Выбрать главу

«В этом смысле появление первой генерации советских кинематографистов выглядит наиболее органичным. Их приход был ответом на призыв души и сердца. Это была не только удивительная, но и естественная по тем временам акция — в наше время многие не хотят принимать ее истинного значения. Оно заключалось в том, что классическое советское кино делалось юношами, почти мальчиками, далеко не всегда умевшими здраво оценивать смысл своих поступков и нести за них ответственность», — писал Тарковский в «Запечатленном времени» спустя годы, обходя даже понятие «авангард». Так ему было удобнее высказываться. Так и хочется сказать: «Спасибо, Андрей! Заступился за стариков».

В полемике Андрей отвергал и поколение, к которому относился наш учитель Ромм. Но когда Ромм умер, именно Андрей написал в некрологе о главной черте учителя — высоком достоинстве художника и личности.

Мысль о достоинстве художника была ему чрезвычайно, даже мучительно близка. Он возмущался зависимостью художника от власти, говорил, что наши люди искусства слабо осознают свое истинное достоинство и культурное призвание.

— Нас заставляют поклоняться каким-то идолам. Вот обрати внимание, Сашка, нам все время напоминают об опасности отрыва интеллигенции от народа, о вине перед народом. В этом смысле большевики — прямые наследники народовольцев. О какой вине перед народом они говорят, ну подумай сам! У народа есть вина перед самим собой? Народ ее чувствует? Не чувствует! Почему у меня должно быть какое-то чувство вины перед народом? А уж если вина существует, то она всеобщая. Может быть, и нужно чувствовать вину, вина чувство хорошее, но тогда на всех — одна. А то получается, что «партия и народ — едины», как ты понимаешь, и всегда правы, а интеллигенция оторвана и всегда кается. А мне не в чем каяться, я — сам народ. Да ты почитай «Дневник писателя» того же Федора Михайловича. Там он пишет… да, погоди минутку, — он привстал, протянул руку к полке, достал старое издание «Дневника» Достоевского и стал рыться в закладках, ища нужную. А сам приговаривал: — Это мне подарили, когда я над «Идиотом» работал… читать, читать нужно классиков…

Он отыскал закладку:

— Ну вот, слушай. «Пушкин именно так полюбил народ, как народ того требует, и он не угадывал, как надо любить народ, не преклонялся, не учился: он сам вдруг оказался народом».

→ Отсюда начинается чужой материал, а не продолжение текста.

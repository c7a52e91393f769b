//! Calendar-to-epoch conversion policy for recording start times

use chrono::{Local, NaiveDateTime, TimeZone};
use serde::{Deserialize, Serialize};
use std::fmt;
use std::str::FromStr;

/// How the naive wall-clock time stored in a dump header becomes an epoch instant.
///
/// Dumps carry no timezone. `Utc` reads the fields as UTC and is the default because it
/// gives the same output on every machine. `Local` binds to the host calendar, which is
/// what the device's companion software does.
#[derive(Debug, Clone, Copy, Default, PartialEq, Eq, Serialize, Deserialize)]
#[serde(rename_all = "lowercase")]
pub enum TimestampPolicy {
    /// Interpret header fields as UTC
    #[default]
    Utc,

    /// Interpret header fields in the host's local timezone
    Local,
}

impl TimestampPolicy {
    /// Convert a naive start time to epoch milliseconds.
    ///
    /// Returns `None` when the local time does not exist (a DST gap). Ambiguous local
    /// times resolve to the earlier instant.
    pub fn to_epoch_ms(self, start: NaiveDateTime) -> Option<i64> {
        match self {
            TimestampPolicy::Utc => Some(start.and_utc().timestamp_millis()),
            TimestampPolicy::Local => {
                Local.from_local_datetime(&start).earliest().map(|dt| dt.timestamp_millis())
            }
        }
    }
}

impl fmt::Display for TimestampPolicy {
    fn fmt(&self, f: &mut fmt::Formatter<'_>) -> fmt::Result {
        match self {
            TimestampPolicy::Utc => f.write_str("utc"),
            TimestampPolicy::Local => f.write_str("local"),
        }
    }
}

impl FromStr for TimestampPolicy {
    type Err = String;

    fn from_str(s: &str) -> Result<Self, Self::Err> {
        match s.to_ascii_lowercase().as_str() {
            "utc" => Ok(TimestampPolicy::Utc),
            "local" => Ok(TimestampPolicy::Local),
            other => Err(format!("unknown timestamp policy '{}', expected utc or local", other)),
        }
    }
}

#[cfg(test)]
mod tests {
    use super::*;
    use chrono::{DateTime, Datelike, NaiveDate, Timelike};

    fn naive(y: i32, mo: u32, d: u32, h: u32, mi: u32, s: u32) -> NaiveDateTime {
        NaiveDate::from_ymd_opt(y, mo, d).unwrap().and_hms_opt(h, mi, s).unwrap()
    }

    #[test]
    fn utc_conversion_is_deterministic() {
        let start = naive(2024, 6, 1, 12, 0, 0);
        assert_eq!(TimestampPolicy::Utc.to_epoch_ms(start), Some(1_717_243_200_000));
    }

    #[test]
    fn utc_conversion_round_trips_calendar_fields() {
        let start = naive(2024, 6, 1, 12, 0, 0);
        let epoch_ms = TimestampPolicy::Utc.to_epoch_ms(start).unwrap();
        let back = DateTime::from_timestamp_millis(epoch_ms).unwrap().naive_utc();

        assert_eq!(back.year(), 2024);
        assert_eq!(back.month(), 6);
        assert_eq!(back.day(), 1);
        assert_eq!(back.hour(), 12);
        assert_eq!(back.minute(), 0);
        assert_eq!(back.second(), 0);
    }

    #[test]
    fn local_conversion_round_trips_through_host_calendar() {
        // Noon in June is never inside a DST transition.
        let start = naive(2024, 6, 1, 12, 0, 0);
        let epoch_ms = TimestampPolicy::Local.to_epoch_ms(start).unwrap();
        let back = DateTime::from_timestamp_millis(epoch_ms)
            .unwrap()
            .with_timezone(&Local)
            .naive_local();
        assert_eq!(back, start);
    }

    #[test]
    fn parses_from_cli_strings() {
        assert_eq!("utc".parse::<TimestampPolicy>(), Ok(TimestampPolicy::Utc));
        assert_eq!("LOCAL".parse::<TimestampPolicy>(), Ok(TimestampPolicy::Local));
        assert!("gmt+1".parse::<TimestampPolicy>().is_err());
        assert_eq!(TimestampPolicy::default().to_string(), "utc");
    }
}
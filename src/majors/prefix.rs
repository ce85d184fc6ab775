use crate::config::Vocabulary;
use crate::models::{CourseRecord, PrefixStat};

/// Leading ASCII-alphabetic run of a course code, upper-cased
pub fn extract_code_prefix(code: &str) -> String {
    code.trim().chars().take_while(|c| c.is_ascii_alphabetic()).collect::<String>().to_ascii_uppercase()
}

/// Major-category records with a usable code prefix, grouped by prefix in first-seen order
pub fn group_courses_by_prefix<'a>(
    records: &'a [CourseRecord],
    vocab: &Vocabulary,
) -> Vec<(String, Vec<&'a CourseRecord>)> {
    let mut groups: Vec<(String, Vec<&CourseRecord>)> = Vec::new();

    for record in records {
        if !vocab.is_major_category(&record.category) || record.course_code.trim().is_empty() {
            continue;
        }
        let prefix = extract_code_prefix(&record.course_code);
        if prefix.is_empty() {
            continue;
        }
        match groups.iter_mut().find(|(p, _)| *p == prefix) {
            Some((_, members)) => members.push(record),
            None => groups.push((prefix, vec![record])),
        }
    }

    groups
}

/// Prefix frequencies among major records, most frequent first
///
/// Ties keep first-seen order.
pub fn analyze_major_code_prefixes(records: &[CourseRecord], vocab: &Vocabulary) -> Vec<PrefixStat> {
    let mut stats: Vec<PrefixStat> = group_courses_by_prefix(records, vocab)
        .into_iter()
        .map(|(prefix, members)| PrefixStat {
            prefix,
            count: members.len(),
            representative_category: members
                .first()
                .map(|r| r.category.clone())
                .unwrap_or_default(),
        })
        .collect();

    // sort_by is stable
    stats.sort_by(|a, b| b.count.cmp(&a.count));
    stats
}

Он положил книгу на стол, посмотрел на меня.

— Клясться народом с трибуны — верняк, — продолжал Андрей, — дураку понятно. У писателей первый — Шолохов, у нас. — Матвеев Женя, Бондарчук, конечно. Вот премии и сыплются на их государственные головы. Грустно все это, Саша, грустно и гнусно. Слушай, — вдруг тихонько предложил Андрей, — давай коньяку выпьем! Помнишь, Ромм про Бориса Ливанова рассказывал, про съемки на «Адмирале Ушакове»?

Достал из книжного шкафа запечатанную бутылку «Арарата» и штопор.

— Приходит Ливанов к Михаилу Ильичу и говорит: «Дорогой Миша! Так больше продолжаться не может. Я с твоими четко организованными съемками, голубчик, все свое пьянство запустил!»

Андрей разлил по рюмкам:

— Выпьем за них! Царство им небесное!

Перед «Сталкером»

Спустя много лет легче разобраться в душевном состоянии Тарковского, в напряженных и конфликтных отношениях его с кинематографическим режимом и с некоторыми людьми его профессии, и главное, теперь гораздо более понятны его взгляды на мир и искусство.

Но и тогда, в далекие семидесятые, во время наших бесед многое чувствовалось без слов. Ощущение, что он, Андрей Тарковский, живет в системе, которая его едва переваривает, терпит, мучается с ним, было совершенно ясно. Мне он говорил это открыто, как страдающая сторона. Я не до конца понимал, как ему плохо жить в такой среде, как трудно оставаться свободным и независимым в двуличном обществе, которое «все равно плохо кончит», как он говорил. В это мне не верилось, казалось, советский строй не рухнет никогда.